[Stored items]

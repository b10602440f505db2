//! Architecture selection.
//!
//! The AVR implementation talks to the real status register; every other
//! target gets a no-op implementation so the decision logic and its tests can
//! run on a development host.

cfg_if::cfg_if! {
    if #[cfg(target_arch = "avr")] {
        pub mod avr;
        pub use avr::AvrIrq as Irq;
        pub use avr::enable_interrupts;
    } else {
        pub mod host;
        pub use host::HostIrq as Irq;
        pub use host::enable_interrupts;
    }
}
use crate::sync::irq::IrqControl;

/// Interrupt control for the AVR architecture.
///
/// The global interrupt flag lives in bit 7 of the status register (SREG,
/// I/O address 0x3F). `disable` saves the whole SREG and clears the flag;
/// `restore` writes the saved value back, so nested critical sections
/// compose.
pub struct AvrIrq;

impl IrqControl for AvrIrq {
    type State = u8;

    #[inline(always)]
    fn disable() -> u8 {
        let sreg: u8;
        unsafe {
            // Save SREG, then clear the global interrupt flag
            core::arch::asm!(
                "in {0}, 0x3f",
                "cli",
                out(reg) sreg,
                options(nomem, nostack)
            );
        }
        sreg
    }

    #[inline(always)]
    fn restore(sreg: u8) {
        unsafe {
            core::arch::asm!(
                "out 0x3f, {0}",
                in(reg) sreg,
                options(nomem, nostack)
            );
        }
    }
}

/// Set the global interrupt flag.
///
/// Called exactly once by the firmware entry point, after every timer has
/// been configured.
#[inline(always)]
pub fn enable_interrupts() {
    unsafe {
        core::arch::asm!("sei", options(nomem, nostack));
    }
}
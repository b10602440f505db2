use core::cell::UnsafeCell;
use core::sync::atomic::{AtomicBool, Ordering};

/// Busy-waiting mutual exclusion for `no_std` code.
///
/// Callers spin until the lock is free. Suitable for the short critical
/// sections this firmware needs (console access, handler registration);
/// holders must not block.
pub struct SpinLock<T> {
    locked: AtomicBool,
    data: UnsafeCell<T>,
}

// SAFETY: SpinLock can be shared between contexts if T can be sent between them
unsafe impl<T: Send> Sync for SpinLock<T> {}
unsafe impl<T: Send> Send for SpinLock<T> {}

impl<T> SpinLock<T> {
    /// Create a new `SpinLock` wrapping `data`.
    pub const fn new(data: T) -> Self {
        Self {
            locked: AtomicBool::new(false),
            data: UnsafeCell::new(data),
        }
    }

    /// Acquire the lock, spinning until it is available.
    ///
    /// The returned guard releases the lock when dropped.
    pub fn lock(&self) -> SpinLockGuard<'_, T> {
        while self
            .locked
            .compare_exchange(false, true, Ordering::Acquire, Ordering::Relaxed)
            .is_err()
        {
            core::hint::spin_loop();
        }
        SpinLockGuard { lock: self }
    }
}

/// Guard providing exclusive access to the data behind a [`SpinLock`].
pub struct SpinLockGuard<'a, T> {
    lock: &'a SpinLock<T>,
}

impl<T> core::ops::Deref for SpinLockGuard<'_, T> {
    type Target = T;

    fn deref(&self) -> &Self::Target {
        // SAFETY: The lock is held, so we have exclusive access
        unsafe { &*self.lock.data.get() }
    }
}

impl<T> core::ops::DerefMut for SpinLockGuard<'_, T> {
    fn deref_mut(&mut self) -> &mut Self::Target {
        // SAFETY: The lock is held, so we have exclusive access
        unsafe { &mut *self.lock.data.get() }
    }
}

impl<T> Drop for SpinLockGuard<'_, T> {
    fn drop(&mut self) {
        self.lock.locked.store(false, Ordering::Release);
    }
}
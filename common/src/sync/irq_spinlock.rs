use core::{
    cell::UnsafeCell,
    marker::PhantomData,
    sync::atomic::{AtomicBool, Ordering},
};

use super::irq::IrqControl;

/// IRQ-safe spinlock.
///
/// - Disables interrupts on lock
/// - Spins until acquired
/// - Restores interrupt state on drop
///
/// Required for data read from interrupt context (the firmware's handler
/// table). Not fair. Not reentrant.
pub struct IrqSpinLock<T, I: IrqControl> {
    locked: AtomicBool,
    data: UnsafeCell<T>,
    _irq: PhantomData<I>, // Prevent unused type parameter warning
}

unsafe impl<T: Send, I: IrqControl> Send for IrqSpinLock<T, I> {}
unsafe impl<T: Send, I: IrqControl> Sync for IrqSpinLock<T, I> {}

impl<T, I: IrqControl> IrqSpinLock<T, I> {
    /// Create a new IRQ-safe spinlock.
    pub const fn new(data: T) -> Self {
        Self {
            locked: AtomicBool::new(false),
            data: UnsafeCell::new(data),
            _irq: PhantomData,
        }
    }

    /// Acquire the lock with interrupts disabled.
    pub fn lock(&self) -> IrqSpinLockGuard<'_, T, I> {
        let irq_state = I::disable();

        while self
            .locked
            .compare_exchange(false, true, Ordering::Acquire, Ordering::Relaxed)
            .is_err()
        {
            core::hint::spin_loop();
        }

        IrqSpinLockGuard {
            lock: self,
            irq_state,
        }
    }
}

/// Guard returned by [`IrqSpinLock::lock`].
///
/// Restores interrupt state on drop.
pub struct IrqSpinLockGuard<'a, T, I: IrqControl> {
    lock: &'a IrqSpinLock<T, I>,
    irq_state: I::State,
}

impl<T, I: IrqControl> core::ops::Deref for IrqSpinLockGuard<'_, T, I> {
    type Target = T;

    fn deref(&self) -> &Self::Target {
        unsafe { &*self.lock.data.get() }
    }
}

impl<T, I: IrqControl> core::ops::DerefMut for IrqSpinLockGuard<'_, T, I> {
    fn deref_mut(&mut self) -> &mut Self::Target {
        unsafe { &mut *self.lock.data.get() }
    }
}

impl<T, I: IrqControl> Drop for IrqSpinLockGuard<'_, T, I> {
    fn drop(&mut self) {
        // Release lock first, then restore the interrupt state
        self.lock.locked.store(false, Ordering::Release);
        I::restore(self.irq_state);
    }
}
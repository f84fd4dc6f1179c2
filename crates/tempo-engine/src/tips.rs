//! Heuristic advice derived from the statistics. Rules are ordered and
//! non-exclusive; every rule that fires contributes its message.

use tempo_core::Task;

use crate::stats::ProductivityStats;

const LOW_COMPLETION_RATE: f64 = 50.0;
const LONG_AVERAGE_MINUTES: f64 = 120.0;
const MANY_OPEN_TASKS: usize = 10;

pub fn productivity_tips(stats: &ProductivityStats, tasks: &[Task]) -> Vec<String> {
    let mut tips = Vec::new();

    if stats.completion_rate < LOW_COMPLETION_RATE {
        tips.push("Try breaking down large tasks into smaller, manageable chunks.".to_string());
    }

    if stats.average_time_per_task > LONG_AVERAGE_MINUTES {
        tips.push(
            "Consider setting shorter time blocks to maintain focus and prevent burnout."
                .to_string(),
        );
    }

    let c = &stats.categories;
    if c.work.total > c.study.total + c.leisure.total {
        tips.push(
            "Remember to balance work with study and leisure activities for better well-being."
                .to_string(),
        );
    }

    let open_tasks = tasks.iter().filter(|t| !t.completed).count();
    if open_tasks > MANY_OPEN_TASKS {
        tips.push(
            "You have many open tasks. Try focusing on completing existing ones before adding new ones."
                .to_string(),
        );
    }

    if tips.is_empty() {
        tips.push("Great job! Keep maintaining your productive habits.".to_string());
    }

    tips
}
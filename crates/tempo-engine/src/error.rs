use tempo_store::StoreError;

#[derive(Debug, thiserror::Error)]
pub enum EngineError {
    #[error("task title must not be empty")]
    EmptyTitle,

    #[error("store error: {0}")]
    Store(#[from] StoreError),
}
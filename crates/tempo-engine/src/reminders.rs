//! Due-date reminder rules: when a task qualifies and what the
//! notification says. The scan itself lives on the tracker; everything
//! here is pure so the edge cases test without a clock.

use chrono::{DateTime, Utc};

use tempo_core::Task;

/// Tasks due within this many whole hours (or overdue) get a reminder.
pub const DUE_SOON_HOURS: i64 = 2;

/// Whole hours until the due date, floored toward negative infinity so
/// anything overdue is strictly negative.
pub fn hours_until(due: DateTime<Utc>, now: DateTime<Utc>) -> i64 {
    (due - now).num_seconds().div_euclid(3600)
}

/// Whether the scan should dispatch a reminder for this task right now.
/// Completed tasks, muted tasks, tasks without a due date, and tasks whose
/// reminder already went out are all skipped.
pub fn wants_reminder(task: &Task, now: DateTime<Utc>) -> bool {
    if task.completed || !task.notifications_enabled || task.reminder_sent {
        return false;
    }
    match task.due_date {
        Some(due) => hours_until(due, now) <= DUE_SOON_HOURS,
        None => false,
    }
}

/// Reminder body for a task `hours` whole hours from its due date.
pub fn reminder_text(title: &str, hours: i64) -> String {
    if hours < 0 {
        format!("Task \"{title}\" is overdue!")
    } else if hours == 0 {
        format!("Task \"{title}\" is due now!")
    } else {
        let plural = if hours == 1 { "" } else { "s" };
        format!("Task \"{title}\" is due in {hours} hour{plural}!")
    }
}

#[cfg(test)]
mod tests {
    use super::*;
    use chrono::{Duration, TimeZone};
    use tempo_core::{Task, TaskCategory, TaskDraft};

    fn at(h: u32, m: u32) -> DateTime<Utc> {
        Utc.with_ymd_and_hms(2024, 5, 10, h, m, 0).unwrap()
    }

    #[test]
    fn hours_floor_toward_negative_infinity() {
        let now = at(12, 0);
        assert_eq!(hours_until(at(14, 0), now), 2);
        assert_eq!(hours_until(at(13, 59), now), 1);
        assert_eq!(hours_until(at(12, 30), now), 0);
        assert_eq!(hours_until(at(12, 0), now), 0);
        // 30 minutes overdue is already "-1 hours", not 0
        assert_eq!(hours_until(at(11, 30), now), -1);
        assert_eq!(hours_until(now - Duration::hours(5), now), -5);
    }

    #[test]
    fn text_selection_by_proximity() {
        assert_eq!(reminder_text("Report", -3), "Task \"Report\" is overdue!");
        assert_eq!(reminder_text("Report", 0), "Task \"Report\" is due now!");
        assert_eq!(reminder_text("Report", 1), "Task \"Report\" is due in 1 hour!");
        assert_eq!(reminder_text("Report", 2), "Task \"Report\" is due in 2 hours!");
    }

    #[test]
    fn qualifying_rules() {
        let now = at(12, 0);
        let base = Task::from_draft(
            TaskDraft::new("Report", TaskCategory::Work).due(at(13, 0)),
            now,
        );
        assert!(wants_reminder(&base, now));

        let mut completed = base.clone();
        completed.completed = true;
        assert!(!wants_reminder(&completed, now));

        let mut muted = base.clone();
        muted.notifications_enabled = false;
        assert!(!wants_reminder(&muted, now));

        let mut sent = base.clone();
        sent.reminder_sent = true;
        assert!(!wants_reminder(&sent, now));

        let mut undated = base.clone();
        undated.due_date = None;
        assert!(!wants_reminder(&undated, now));

        let mut far_out = base;
        far_out.due_date = Some(at(15, 1));
        assert!(!wants_reminder(&far_out, now));
    }
}
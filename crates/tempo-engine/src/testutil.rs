//! Shared test fixtures for tracker and loop tests.

use std::sync::Arc;

use parking_lot::Mutex;

use tempo_core::{Notifier, Permission};
use tempo_store::{Database, SnapshotRepo};

/// Notifier that records every dispatch for assertions.
#[derive(Default)]
pub struct RecordingNotifier {
    pub sent: Mutex<Vec<(String, String)>>,
}

impl RecordingNotifier {
    pub fn titles(&self) -> Vec<String> {
        self.sent.lock().iter().map(|(t, _)| t.clone()).collect()
    }

    pub fn bodies(&self) -> Vec<String> {
        self.sent.lock().iter().map(|(_, b)| b.clone()).collect()
    }

    pub fn count(&self) -> usize {
        self.sent.lock().len()
    }
}

impl Notifier for RecordingNotifier {
    fn request_permission(&self) -> Permission {
        Permission::Granted
    }

    fn notify(&self, title: &str, body: &str) {
        self.sent.lock().push((title.to_string(), body.to_string()));
    }
}

pub fn in_memory_repo() -> SnapshotRepo {
    SnapshotRepo::new(Database::in_memory().unwrap())
}

pub fn recording_notifier() -> Arc<RecordingNotifier> {
    Arc::new(RecordingNotifier::default())
}
#[cfg(test)]
mod tests {
    use super::*;
    use chrono::Duration;
    use tempo_core::TaskCategory;

    use crate::testutil::{in_memory_repo, recording_notifier, RecordingNotifier};

    fn tracker() -> (Tracker, Arc<RecordingNotifier>, broadcast::Receiver<TrackerEvent>) {
        let notifier = recording_notifier();
        let (tx, rx) = broadcast::channel(64);
        let tracker = Tracker::load(in_memory_repo(), notifier.clone(), tx).unwrap();
        (tracker, notifier, rx)
    }

    fn drain(rx: &mut broadcast::Receiver<TrackerEvent>) -> Vec<&'static str> {
        let mut types = Vec::new();
        while let Ok(event) = rx.try_recv() {
            types.push(event.event_type());
        }
        types
    }

    #[test]
    fn add_validates_title() {
        let (mut tracker, _, _rx) = tracker();
        let err = tracker
            .add_task(TaskDraft::new("   ", TaskCategory::Work))
            .unwrap_err();
        assert!(matches!(err, EngineError::EmptyTitle));
        assert!(tracker.tasks().is_empty());
    }

    #[test]
    fn add_trims_and_inserts_at_head() {
        let (mut tracker, _, mut rx) = tracker();
        tracker
            .add_task(TaskDraft::new("  First  ", TaskCategory::Work))
            .unwrap();
        tracker
            .add_task(TaskDraft::new("Second", TaskCategory::Study))
            .unwrap();

        assert_eq!(tracker.tasks()[0].title, "Second");
        assert_eq!(tracker.tasks()[1].title, "First");
        assert_eq!(drain(&mut rx), vec!["task_added", "task_added"]);
    }

    #[test]
    fn toggle_sets_and_clears_completed_at() {
        let (mut tracker, _, mut rx) = tracker();
        let id = tracker
            .add_task(TaskDraft::new("Report", TaskCategory::Work))
            .unwrap();

        assert!(tracker.toggle_task(&id));
        assert!(tracker.tasks()[0].completed);
        assert!(tracker.tasks()[0].completed_at.is_some());

        assert!(tracker.toggle_task(&id));
        assert!(!tracker.tasks()[0].completed);
        assert!(tracker.tasks()[0].completed_at.is_none());

        assert_eq!(
            drain(&mut rx),
            vec!["task_added", "task_completed", "task_reopened"]
        );
    }

    #[test]
    fn toggle_unknown_id_is_a_no_op() {
        let (mut tracker, _, _rx) = tracker();
        assert!(!tracker.toggle_task(&TaskId::from_raw("task_missing")));
    }

    #[test]
    fn completing_the_timed_task_discards_the_session() {
        let (mut tracker, _, _rx) = tracker();
        let id = tracker
            .add_task(TaskDraft::new("Report", TaskCategory::Work))
            .unwrap();
        let start = Utc::now();
        assert!(tracker.start_timer_at(&id, start));

        tracker.toggle_task(&id);
        assert!(tracker.active_task_id().is_none());
        assert!(!tracker.tasks()[0].is_active);
        assert!(tracker.tasks()[0].started_at.is_none());
        // The partial session was abandoned, not banked.
        assert_eq!(tracker.tasks()[0].time_spent, 0);
        // The timer is gone, so a stop is a no-op.
        assert_eq!(tracker.stop_timer_at(start + Duration::minutes(10)), None);
    }

    #[test]
    fn delete_clears_active_reference() {
        let (mut tracker, _, mut rx) = tracker();
        let id = tracker
            .add_task(TaskDraft::new("Report", TaskCategory::Work))
            .unwrap();
        tracker.start_timer(&id);

        assert!(tracker.delete_task(&id));
        assert!(tracker.tasks().is_empty());
        assert!(tracker.active_task_id().is_none());
        assert_eq!(tracker.stop_timer(), None);
        assert_eq!(
            drain(&mut rx),
            vec!["task_added", "timer_started", "task_deleted"]
        );

        // Second delete of the same id: silent no-op.
        assert!(!tracker.delete_task(&id));
    }

    #[test]
    fn at_most_one_active_timer() {
        let (mut tracker, _, _rx) = tracker();
        let a = tracker
            .add_task(TaskDraft::new("A", TaskCategory::Work))
            .unwrap();
        let b = tracker
            .add_task(TaskDraft::new("B", TaskCategory::Study))
            .unwrap();

        let t0 = Utc::now();
        assert!(tracker.start_timer_at(&a, t0));
        assert!(tracker.start_timer_at(&b, t0 + Duration::minutes(5)));

        let active: Vec<_> = tracker.tasks().iter().filter(|t| t.is_active).collect();
        assert_eq!(active.len(), 1);
        assert_eq!(active[0].id, b);
        assert_eq!(tracker.active_task_id(), Some(&b));
    }

    #[test]
    fn switching_tasks_abandons_partial_time() {
        let (mut tracker, _, _rx) = tracker();
        let a = tracker
            .add_task(TaskDraft::new("A", TaskCategory::Work))
            .unwrap();
        let b = tracker
            .add_task(TaskDraft::new("B", TaskCategory::Study))
            .unwrap();

        let t0 = Utc::now();
        tracker.start_timer_at(&a, t0);
        // 7 minutes in, switch to B without stopping.
        tracker.start_timer_at(&b, t0 + Duration::minutes(7));

        let task_a = tracker.tasks().iter().find(|t| t.id == a).unwrap();
        assert_eq!(task_a.time_spent, 0);
        assert!(!task_a.is_active);
        assert!(task_a.started_at.is_none());
    }

    #[test]
    fn start_on_completed_task_is_a_full_no_op() {
        let (mut tracker, _, _rx) = tracker();
        let a = tracker
            .add_task(TaskDraft::new("A", TaskCategory::Work))
            .unwrap();
        let b = tracker
            .add_task(TaskDraft::new("B", TaskCategory::Study))
            .unwrap();
        tracker.toggle_task(&b);

        tracker.start_timer(&a);
        assert!(!tracker.start_timer(&b));
        // A's timer keeps running.
        assert_eq!(tracker.active_task_id(), Some(&a));
    }

    #[test]
    fn stop_banks_floored_minutes_and_notifies() {
        let (mut tracker, notifier, mut rx) = tracker();
        let id = tracker
            .add_task(TaskDraft::new("Write report", TaskCategory::Work))
            .unwrap();

        let t0 = Utc::now();
        tracker.start_timer_at(&id, t0);
        let banked = tracker.stop_timer_at(t0 + Duration::seconds(90));

        assert_eq!(banked, Some(1));
        assert_eq!(tracker.tasks()[0].time_spent, 1);
        assert!(tracker.active_task_id().is_none());

        assert_eq!(notifier.titles(), vec!["Timer Completed"]);
        assert!(notifier.bodies()[0].contains("Write report"));
        assert!(notifier.bodies()[0].contains("1m"));
        assert_eq!(
            drain(&mut rx),
            vec!["task_added", "timer_started", "timer_stopped"]
        );
    }

    #[test]
    fn sub_minute_stop_banks_nothing_and_stays_quiet() {
        let (mut tracker, notifier, _rx) = tracker();
        let id = tracker
            .add_task(TaskDraft::new("Quick", TaskCategory::Leisure))
            .unwrap();

        let t0 = Utc::now();
        tracker.start_timer_at(&id, t0);
        let banked = tracker.stop_timer_at(t0 + Duration::seconds(45));

        assert_eq!(banked, Some(0));
        assert_eq!(tracker.tasks()[0].time_spent, 0);
        assert_eq!(notifier.count(), 0);
    }

    #[test]
    fn stop_without_active_timer_is_a_no_op() {
        let (mut tracker, notifier, _rx) = tracker();
        assert_eq!(tracker.stop_timer(), None);
        assert_eq!(notifier.count(), 0);
    }

    #[test]
    fn tick_reports_elapsed_without_mutating() {
        let (mut tracker, _, mut rx) = tracker();
        let id = tracker
            .add_task(TaskDraft::new("Long haul", TaskCategory::Work))
            .unwrap();

        let t0 = Utc::now();
        tracker.start_timer_at(&id, t0);
        assert_eq!(tracker.tick_at(t0 + Duration::minutes(3)), Some(3));
        assert_eq!(tracker.tasks()[0].time_spent, 0);

        let types = drain(&mut rx);
        assert!(types.contains(&"timer_tick"));

        // Idle tracker: no pulse.
        tracker.stop_timer_at(t0 + Duration::minutes(3));
        assert_eq!(tracker.tick_at(t0 + Duration::minutes(4)), None);
    }

    #[test]
    fn notification_toggle_rearms_reminder() {
        let (mut tracker, _, _rx) = tracker();
        let id = tracker
            .add_task(
                TaskDraft::new("Report", TaskCategory::Work).due(Utc::now() + Duration::hours(1)),
            )
            .unwrap();

        tracker.run_reminder_scan();
        assert!(tracker.tasks()[0].reminder_sent);

        assert!(tracker.set_notifications(&id, false));
        assert!(!tracker.tasks()[0].reminder_sent);
        assert!(!tracker.tasks()[0].notifications_enabled);

        assert!(tracker.set_notifications(&id, true));
        assert!(!tracker.tasks()[0].reminder_sent);
    }

    #[test]
    fn reminder_scan_dispatches_once_per_due_date() {
        let (mut tracker, notifier, _rx) = tracker();
        let now = Utc::now();
        tracker
            .add_task(TaskDraft::new("Due soon", TaskCategory::Work).due(now + Duration::hours(2)))
            .unwrap();
        tracker
            .add_task(TaskDraft::new("Far out", TaskCategory::Study).due(now + Duration::days(2)))
            .unwrap();

        assert_eq!(tracker.run_reminder_scan_at(now), 1);
        assert_eq!(notifier.count(), 1);
        assert!(notifier.bodies()[0].contains("Due soon"));

        // Idempotent: nothing changed, nothing re-fires.
        assert_eq!(tracker.run_reminder_scan_at(now), 0);
        assert_eq!(notifier.count(), 1);
    }

    #[test]
    fn state_survives_reload() {
        let notifier = recording_notifier();
        let (tx, _rx) = broadcast::channel(64);
        let db = tempo_store::Database::in_memory().unwrap();

        let id = {
            let repo = SnapshotRepo::new(db.clone());
            let mut tracker = Tracker::load(repo, notifier.clone(), tx.clone()).unwrap();
            let id = tracker
                .add_task(TaskDraft::new("Persisted", TaskCategory::Study))
                .unwrap();
            tracker.toggle_task(&id);
            id
        };

        let repo = SnapshotRepo::new(db);
        let tracker = Tracker::load(repo, notifier, tx).unwrap();
        assert_eq!(tracker.tasks().len(), 1);
        assert_eq!(tracker.tasks()[0].id, id);
        assert!(tracker.tasks()[0].completed);
    }

    #[test]
    fn reload_rebuilds_active_timer_reference() {
        let notifier = recording_notifier();
        let (tx, _rx) = broadcast::channel(64);
        let db = tempo_store::Database::in_memory().unwrap();

        let id = {
            let repo = SnapshotRepo::new(db.clone());
            let mut tracker = Tracker::load(repo, notifier.clone(), tx.clone()).unwrap();
            let id = tracker
                .add_task(TaskDraft::new("Running", TaskCategory::Work))
                .unwrap();
            tracker.start_timer(&id);
            id
        };

        let repo = SnapshotRepo::new(db);
        let mut tracker = Tracker::load(repo, notifier, tx).unwrap();
        assert_eq!(tracker.active_task_id(), Some(&id));
        // The restored timer still stops cleanly.
        assert!(tracker.stop_timer().is_some());
    }

    #[test]
    fn reload_repairs_multiple_active_tasks() {
        let notifier = recording_notifier();
        let (tx, _rx) = broadcast::channel(64);
        let db = tempo_store::Database::in_memory().unwrap();
        let repo = SnapshotRepo::new(db.clone());

        let now = Utc::now();
        let mut a = Task::from_draft(TaskDraft::new("A", TaskCategory::Work), now);
        a.is_active = true;
        a.started_at = Some(now);
        let mut b = Task::from_draft(TaskDraft::new("B", TaskCategory::Work), now);
        b.is_active = true;
        b.started_at = Some(now);
        repo.save_tasks(&[a.clone(), b]).unwrap();

        let tracker = Tracker::load(SnapshotRepo::new(db), notifier, tx).unwrap();
        assert_eq!(tracker.active_task_id(), Some(&a.id));
        let active = tracker.tasks().iter().filter(|t| t.is_active).count();
        assert_eq!(active, 1);
    }

    #[test]
    fn end_to_end_scenario() {
        // Add a work task due in an hour, time it for 90 seconds, then let
        // the scan catch it just past its due date.
        let (mut tracker, notifier, _rx) = tracker();
        let t0 = Utc::now();
        let id = tracker
            .add_task(
                TaskDraft::new("Write report", TaskCategory::Work).due(t0 + Duration::hours(1)),
            )
            .unwrap();

        tracker.start_timer_at(&id, t0);
        let banked = tracker.stop_timer_at(t0 + Duration::seconds(90));
        assert_eq!(banked, Some(1));
        assert_eq!(tracker.tasks()[0].time_spent, 1);
        assert_eq!(notifier.titles(), vec!["Timer Completed"]);
        assert!(notifier.bodies()[0].contains("1m"));

        let scanned_at = t0 + Duration::minutes(65);
        assert_eq!(tracker.run_reminder_scan_at(scanned_at), 1);
        assert!(tracker.tasks()[0].reminder_sent);
        assert_eq!(notifier.titles(), vec!["Timer Completed", "Task Reminder"]);
        assert!(notifier.bodies()[1].contains("overdue"));

        assert_eq!(tracker.run_reminder_scan_at(scanned_at), 0);
        assert_eq!(notifier.count(), 2);
    }
}
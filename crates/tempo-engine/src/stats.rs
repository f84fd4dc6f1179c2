use serde::{Deserialize, Serialize};

use tempo_core::{Task, TaskCategory};

/// Per-category slice of the statistics.
#[derive(Clone, Debug, Default, PartialEq, Serialize, Deserialize)]
pub struct CategoryStats {
    pub total: usize,
    pub completed: usize,
    pub time_spent: u64,
}

/// The three category slices, one per `TaskCategory` variant.
#[derive(Clone, Debug, Default, PartialEq, Serialize, Deserialize)]
pub struct CategoryBreakdown {
    pub work: CategoryStats,
    pub study: CategoryStats,
    pub leisure: CategoryStats,
}

impl CategoryBreakdown {
    pub fn get(&self, category: TaskCategory) -> &CategoryStats {
        match category {
            TaskCategory::Work => &self.work,
            TaskCategory::Study => &self.study,
            TaskCategory::Leisure => &self.leisure,
        }
    }

    fn get_mut(&mut self, category: TaskCategory) -> &mut CategoryStats {
        match category {
            TaskCategory::Work => &mut self.work,
            TaskCategory::Study => &mut self.study,
            TaskCategory::Leisure => &mut self.leisure,
        }
    }
}

/// Aggregate productivity metrics, derived on demand from the task
/// collection. Pure data; computing it never touches tracker state.
#[derive(Clone, Debug, Default, PartialEq, Serialize, Deserialize)]
pub struct ProductivityStats {
    pub total_tasks: usize,
    pub completed_tasks: usize,
    /// Percent completed, 0.0 for an empty collection.
    pub completion_rate: f64,
    /// Minutes across all tasks, completed or not.
    pub total_time_spent: u64,
    /// Minutes per completed task, 0.0 when nothing is completed yet.
    pub average_time_per_task: f64,
    pub categories: CategoryBreakdown,
}

impl ProductivityStats {
    pub fn compute(tasks: &[Task]) -> Self {
        let total_tasks = tasks.len();
        let completed_tasks = tasks.iter().filter(|t| t.completed).count();
        let total_time_spent: u64 = tasks.iter().map(|t| t.time_spent).sum();

        let completion_rate = if total_tasks > 0 {
            completed_tasks as f64 / total_tasks as f64 * 100.0
        } else {
            0.0
        };
        let average_time_per_task = if completed_tasks > 0 {
            total_time_spent as f64 / completed_tasks as f64
        } else {
            0.0
        };

        let mut categories = CategoryBreakdown::default();
        for task in tasks {
            let slice = categories.get_mut(task.category);
            slice.total += 1;
            slice.time_spent += task.time_spent;
            if task.completed {
                slice.completed += 1;
            }
        }

        Self {
            total_tasks,
            completed_tasks,
            completion_rate,
            total_time_spent,
            average_time_per_task,
            categories,
        }
    }
}
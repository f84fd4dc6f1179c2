#[derive(Debug, thiserror::Error)]
pub enum StoreError {
    #[error("database error: {0}")]
    Database(String),

    #[error("serialization error: {0}")]
    Serialization(String),

    #[error("corrupt snapshot under key '{key}': {detail}")]
    CorruptSnapshot { key: String, detail: String },

    #[error("IO error: {0}")]
    Io(String),
}

impl From<rusqlite::Error> for StoreError {
    fn from(e: rusqlite::Error) -> Self {
        StoreError::Database(e.to_string())
    }
}

impl From<serde_json::Error> for StoreError {
    fn from(e: serde_json::Error) -> Self {
        StoreError::Serialization(e.to_string())
    }
}
/// SQL DDL for the tempo snapshot database.
/// WAL mode + foreign keys enabled at connection time.
pub const SCHEMA_VERSION: u32 = 1;

pub const CREATE_TABLES: &str = r#"
CREATE TABLE IF NOT EXISTS snapshots (
    key TEXT PRIMARY KEY,
    value TEXT NOT NULL,
    updated_at TEXT NOT NULL
);

CREATE TABLE IF NOT EXISTS schema_version (
    version INTEGER NOT NULL
);
"#;

pub const PRAGMAS: &str = r#"
PRAGMA journal_mode = WAL;
PRAGMA foreign_keys = ON;
PRAGMA busy_timeout = 5000;
PRAGMA synchronous = NORMAL;
"#;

→ Work request
Restate word for word the lines above, beginning at the first one and ending at the line that carries "pub use avr::AvrIrq as Irq;".

→ Answer area
repository b10602440f505db2
//! Architecture selection.
//!
//! The AVR implementation talks to the real status register; every other
//! target gets a no-op implementation so the decision logic and its tests can
//! run on a development host.

cfg_if::cfg_if! {
    if #[cfg(target_arch = "avr")] {
        pub mod avr;
        pub use avr::AvrIrq as Irq;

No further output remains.